**Assigned task:** For the records that follow, please set down exactly the lines between the one holding "let handle = CorpusHandle::default();" and the one holding "pub mod token;", inclusive, and only those.

[Saved entries]
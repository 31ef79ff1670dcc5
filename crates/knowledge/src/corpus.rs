//! The keyed passage corpus and its hot-swappable handle.
//!
//! A [`Corpus`] is immutable once built. Reloading builds a complete
//! replacement and swaps it into a [`CorpusHandle`] in one pointer write,
//! so readers only ever see a whole corpus.

use arcana_core::CorpusError;
use serde::{Deserialize, Serialize};
use std::collections::BTreeMap;
use std::path::Path;
use std::sync::{Arc, PoisonError, RwLock};

use crate::builtin::PASSAGES;

/// One stored passage.
#[derive(Debug, Clone, PartialEq, Eq, Serialize, Deserialize)]
pub struct CorpusPassage {
    pub text: String,
}

/// Topic key → passages, in insertion order per key.
#[derive(Debug, Clone, Default, PartialEq, Eq)]
pub struct Corpus {
    entries: BTreeMap<String, Vec<CorpusPassage>>,
}

/// On-disk TOML layout:
///
/// ```toml
/// [[passages]]
/// key = "card:the-sun"
/// text = "The Sun brings clarity."
/// ```
#[derive(Debug, Deserialize)]
struct CorpusFile {
    #[serde(default)]
    passages: Vec<PassageRecord>,
}

#[derive(Debug, Deserialize)]
struct PassageRecord {
    key: String,
    text: String,
}

impl Corpus {
    pub fn new() -> Self {
        Self::default()
    }

    /// The compiled-in corpus.
    pub fn builtin() -> Self {
        let mut corpus = Self::new();
        for (key, text) in PASSAGES {
            corpus.insert(*key, *text);
        }
        corpus
    }

    /// Load a corpus file. Replaces the built-in corpus entirely.
    pub fn load(path: &Path) -> Result<Self, CorpusError> {
        let content = std::fs::read_to_string(path).map_err(|e| CorpusError::Read {
            path: path.display().to_string(),
            reason: e.to_string(),
        })?;
        Self::from_toml_str(&content, &path.display().to_string())
    }

    /// Parse corpus TOML. `origin` names the source in error messages.
    pub fn from_toml_str(content: &str, origin: &str) -> Result<Self, CorpusError> {
        let file: CorpusFile = toml::from_str(content).map_err(|e| CorpusError::Parse {
            path: origin.to_string(),
            reason: e.to_string(),
        })?;

        if file.passages.is_empty() {
            return Err(CorpusError::Invalid(format!("{origin} contains no passages")));
        }

        let mut corpus = Self::new();
        for (i, record) in file.passages.into_iter().enumerate() {
            let key = record.key.trim();
            if key.is_empty() {
                return Err(CorpusError::Invalid(format!("passage {i} has an empty key")));
            }
            if record.text.trim().is_empty() {
                return Err(CorpusError::Invalid(format!("passage {i} ({key}) has no text")));
            }
            corpus.insert(key, record.text);
        }
        Ok(corpus)
    }

    pub fn insert(&mut self, key: impl Into<String>, text: impl Into<String>) {
        self.entries
            .entry(key.into())
            .or_default()
            .push(CorpusPassage { text: text.into() });
    }

    /// Passages indexed under `key`; empty for unknown keys.
    pub fn passages(&self, key: &str) -> &[CorpusPassage] {
        self.entries.get(key).map(Vec::as_slice).unwrap_or(&[])
    }

    pub fn contains_key(&self, key: &str) -> bool {
        self.entries.contains_key(key)
    }

    pub fn keys(&self) -> impl Iterator<Item = &str> {
        self.entries.keys().map(String::as_str)
    }

    pub fn key_count(&self) -> usize {
        self.entries.len()
    }

    /// Total passages across all keys.
    pub fn len(&self) -> usize {
        self.entries.values().map(Vec::len).sum()
    }

    pub fn is_empty(&self) -> bool {
        self.entries.is_empty()
    }
}

/// Shared, atomically replaceable corpus.
#[derive(Debug)]
pub struct CorpusHandle {
    current: RwLock<Arc<Corpus>>,
}

impl CorpusHandle {
    pub fn new(corpus: Corpus) -> Self {
        Self {
            current: RwLock::new(Arc::new(corpus)),
        }
    }

    /// The corpus as of now. Later swaps do not affect the returned value.
    pub fn snapshot(&self) -> Arc<Corpus> {
        let guard = self.current.read().unwrap_or_else(PoisonError::into_inner);
        Arc::clone(&*guard)
    }

    /// Swap in a fully built corpus, returning the previous one.
    pub fn replace(&self, corpus: Corpus) -> Arc<Corpus> {
        let next = Arc::new(corpus);
        let mut guard = self.current.write().unwrap_or_else(PoisonError::into_inner);
        let previous = std::mem::replace(&mut *guard, next);
        tracing::info!(
            keys = guard.key_count(),
            passages = guard.len(),
            "Knowledge corpus replaced"
        );
        previous
    }
}

impl Default for CorpusHandle {
    fn default() -> Self {
        Self::new(Corpus::builtin())
    }
}

#[cfg(test)]
mod tests {
    use super::*;
    use std::io::Write;

    #[test]
    fn builtin_covers_every_major() {
        let corpus = Corpus::builtin();
        for card in arcana_core::Deck::standard().cards().iter().filter(|c| c.is_major) {
            let key = format!("card:{}", card.slug());
            assert!(corpus.contains_key(&key), "missing {key}");
        }
    }

    #[test]
    fn builtin_covers_every_spread_and_pattern() {
        let corpus = Corpus::builtin();
        for layout in arcana_core::SpreadLayout::all() {
            assert!(corpus.contains_key(&format!("spread:{}", layout.key)));
        }
        assert!(corpus.contains_key("pattern:crossroads"));
        assert!(corpus.contains_key("pattern:struggle-to-resolution"));
        assert_eq!(corpus.passages("reversed").len(), 2);
    }

    #[test]
    fn unknown_key_is_empty() {
        assert!(Corpus::builtin().passages("unknown-key").is_empty());
    }

    #[test]
    fn parse_toml_corpus() {
        let toml_str = r#"
[[passages]]
key = "card:the-sun"
text = "Custom sun passage."

[[passages]]
key = "card:the-sun"
text = "A second sun passage."

[[passages]]
key = "reversed"
text = "Custom reversal passage."
"#;
        let corpus = Corpus::from_toml_str(toml_str, "inline").unwrap();
        assert_eq!(corpus.key_count(), 2);
        assert_eq!(corpus.len(), 3);
        assert_eq!(corpus.passages("card:the-sun")[1].text, "A second sun passage.");
    }

    #[test]
    fn reject_empty_text() {
        let toml_str = "[[passages]]\nkey = \"x\"\ntext = \"  \"\n";
        let err = Corpus::from_toml_str(toml_str, "inline").unwrap_err();
        assert!(matches!(err, CorpusError::Invalid(_)));
    }

    #[test]
    fn reject_empty_file() {
        let err = Corpus::from_toml_str("", "inline").unwrap_err();
        assert!(matches!(err, CorpusError::Invalid(_)));
    }

    #[test]
    fn reject_malformed_toml() {
        let err = Corpus::from_toml_str("[[passages]\nkey=", "inline").unwrap_err();
        assert!(matches!(err, CorpusError::Parse { .. }));
    }

    #[test]
    fn load_from_file() {
        let mut file = tempfile::NamedTempFile::new().unwrap();
        writeln!(file, "[[passages]]\nkey = \"major-arcana\"\ntext = \"Big forces.\"").unwrap();
        let corpus = Corpus::load(file.path()).unwrap();
        assert_eq!(corpus.passages("major-arcana")[0].text, "Big forces.");
    }

    #[test]
    fn load_missing_file_errors() {
        let err = Corpus::load(Path::new("/nonexistent/arcana/corpus.toml")).unwrap_err();
        assert!(matches!(err, CorpusError::Read { .. }));
    }

    #[test]
    fn snapshot_survives_replace() {
        let handle = CorpusHandle::default();
        let before = handle.snapshot();

        let mut small = Corpus::new();
        small.insert("reversed", "Only passage.");
        let previous = handle.replace(small);

        assert!(Arc::ptr_eq(&before, &previous));
        assert!(before.contains_key("card:the-sun"));
        assert_eq!(handle.snapshot().len(), 1);
    }
}
//! # Arcana Assembler
//!
//! Turns a reading request into two size-bounded text blocks for a
//! downstream generation model.
//!
//! - [`token`]: the structural size estimator
//! - [`assembler`]: per-block budget fitting with critical-content safety
//! - [`validate`]: the input-shape guard that runs before anything else
//! - [`sections`]: builders for the system and user sections
//! - [`pipeline`]: validate → analyze → retrieve → build → assemble

pub mod assembler;
pub mod pipeline;
pub mod sections;
pub mod token;
pub mod validate;

pub use assembler::{AssembledPrompt, AssemblyReport, BlockReport, assemble};
pub use pipeline::{Reading, ReadingPipeline, RetrievalLimits};
pub use token::estimate;
pub use validate::{ValidatedSpread, validate_request};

**Response:**
        let handle = CorpusHandle::default();
        let before = handle.snapshot();

        let mut small = Corpus::new();
        small.insert("reversed", "Only passage.");
        let previous = handle.replace(small);

        assert!(Arc::ptr_eq(&before, &previous));
        assert!(before.contains_key("card:the-sun"));
        assert_eq!(handle.snapshot().len(), 1);
    }
}
//! # Arcana Assembler
//!
//! Turns a reading request into two size-bounded text blocks for a
//! downstream generation model.
//!
//! - [`token`]: the structural size estimator
//! - [`assembler`]: per-block budget fitting with critical-content safety
//! - [`validate`]: the input-shape guard that runs before anything else
//! - [`sections`]: builders for the system and user sections
//! - [`pipeline`]: validate → analyze → retrieve → build → assemble

pub mod assembler;
pub mod pipeline;
pub mod sections;
pub mod token;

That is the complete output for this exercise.